Instructions to follow: Copy each line of the material below that includes the string "writer".

=== Section Start ===

//! Experiment Runner for the Chebyshev Accuracy Analysis.
//!
//! This executable measures how fast the Chebyshev approximation of a heat
//! kernel converges to exact spectral filtering as the polynomial order grows.
//! The graph is either loaded from a DIMACS-style edge file or generated as a
//! ring. The exact reference `U diag(h(e)) Uᵗ f` is computed once from the full
//! Fourier basis; then, for every order in the requested range, the Chebyshev
//! output is compared against it and one CSV row is written.

use anyhow::{Context, Result, anyhow, ensure};
use clap::{Parser, ValueEnum};
use faer::Mat;
use graph_spectral::{
    Graph, LaplacianType,
    filters::Heat,
    solvers::{filter_chebyshev, filter_exact},
    utils::{data_loader::load_graph_weights, perf::timed, synthetic::ring_weights},
};
use rand::{Rng, SeedableRng, rngs::StdRng};
use serde::Serialize;
use std::path::PathBuf;

/// The Laplacian normalization, as accepted on the command line.
#[derive(ValueEnum, Clone, Copy, Debug, Serialize, PartialEq, Eq)]
#[serde(rename_all = "kebab-case")]
enum LaplacianArg {
    Combinatorial,
    Normalized,
}

impl From<LaplacianArg> for LaplacianType {
    fn from(arg: LaplacianArg) -> Self {
        match arg {
            LaplacianArg::Combinatorial => LaplacianType::Combinatorial,
            LaplacianArg::Normalized => LaplacianType::Normalized,
        }
    }
}

/// Command-line arguments for the accuracy experiment.
#[derive(Parser, Debug)]
#[clap(
    name = "chebyshev-accuracy",
    about = "Measures the error of Chebyshev filtering against exact spectral filtering."
)]
struct AccuracyArgs {
    /// DIMACS-style edge file. When omitted, a ring graph is generated.
    #[clap(long, value_name = "PATH")]
    graph: Option<PathBuf>,
    /// Number of vertices of the generated ring.
    #[clap(long, default_value_t = 500)]
    ring_size: usize,
    #[clap(long, value_enum, default_value_t = LaplacianArg::Combinatorial)]
    laplacian: LaplacianArg,
    /// Diffusion time of the heat kernel.
    #[clap(long, default_value_t = 10.0)]
    tau: f64,
    #[clap(long, default_value_t = 2)]
    order_start: usize,
    #[clap(long, default_value_t = 60)]
    order_end: usize,
    #[clap(long, default_value_t = 2)]
    order_step: usize,
    /// Path to the output CSV file.
    #[clap(long, value_name = "PATH")]
    output: PathBuf,
}

/// A single row of the output CSV.
#[derive(Debug, Serialize)]
struct AccuracyResult {
    laplacian: LaplacianArg,
    n: usize,
    tau: f64,
    order: usize,
    rel_error: f64,
    time_s: f64,
}

fn main() -> Result<()> {
    env_logger::Builder::new()
        .filter_level(log::LevelFilter::Info)
        .try_init()
        .map_err(|e| anyhow!("Failed to initialize logger: {}", e))?;

    let args = AccuracyArgs::parse();
    ensure!(args.order_start >= 1, "The Chebyshev order must start at 1 or above.");
    ensure!(args.order_step >= 1, "The order step must be positive.");

    let weights = match &args.graph {
        Some(path) => {
            let loaded = load_graph_weights(path)
                .with_context(|| format!("Failed to load graph from {path:?}"))?;
            log::info!(
                "Loaded graph with {} nodes and {} edges.",
                loaded.num_nodes,
                loaded.num_edges
            );
            loaded.weights
        }
        None => ring_weights(args.ring_size)?,
    };

    let graph = Graph::new(weights, args.laplacian.into())?;
    let n = graph.n_vertices();
    graph.compute_laplacian()?;

    log::info!("Computing the exact Fourier basis for {n} vertices...");
    let (basis, basis_time) = timed(|| graph.compute_fourier_basis());
    let lmax = basis?.lmax();
    log::info!("Fourier basis ready in {basis_time:.2}s (lmax = {lmax:.6}).");

    // A reproducible random signal excites every part of the spectrum.
    let mut rng = StdRng::seed_from_u64(42);
    let signal = Mat::from_fn(n, 1, |_, _| rng.random::<f64>() - 0.5);
    let heat = Heat::new(args.tau, lmax)?;
    let exact = filter_exact(&graph, heat, signal.as_ref())?;
    let reference_norm = exact.norm_l2();

    let mut writer = csv::Writer::from_path(&args.output)
        .with_context(|| format!("Failed to create CSV writer for {:?}", &args.output))?;

    for order in (args.order_start..=args.order_end).step_by(args.order_step) {
        let (approx, time_s) = timed(|| filter_chebyshev(&graph, heat, order, signal.as_ref()));
        let approx = approx?;
        let rel_error = (&approx - &exact).norm_l2() / reference_norm;
        log::info!("order={order}, rel_error={rel_error:.3e}, time={time_s:.4}s");

        writer.serialize(AccuracyResult {
            laplacian: args.laplacian,
            n,
            tau: args.tau,
            order,
            rel_error,
            time_s,
        })?;
        writer.flush()?;
    }

    log::info!("Accuracy experiment complete. Results saved to {:?}.", &args.output);
    Ok(())
}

=== Section End ===

Answer section:
    let mut writer = csv::Writer::from_path(&args.output)
        .with_context(|| format!("Failed to create CSV writer for {:?}", &args.output))?;
        writer.serialize(AccuracyResult {
        writer.flush()?;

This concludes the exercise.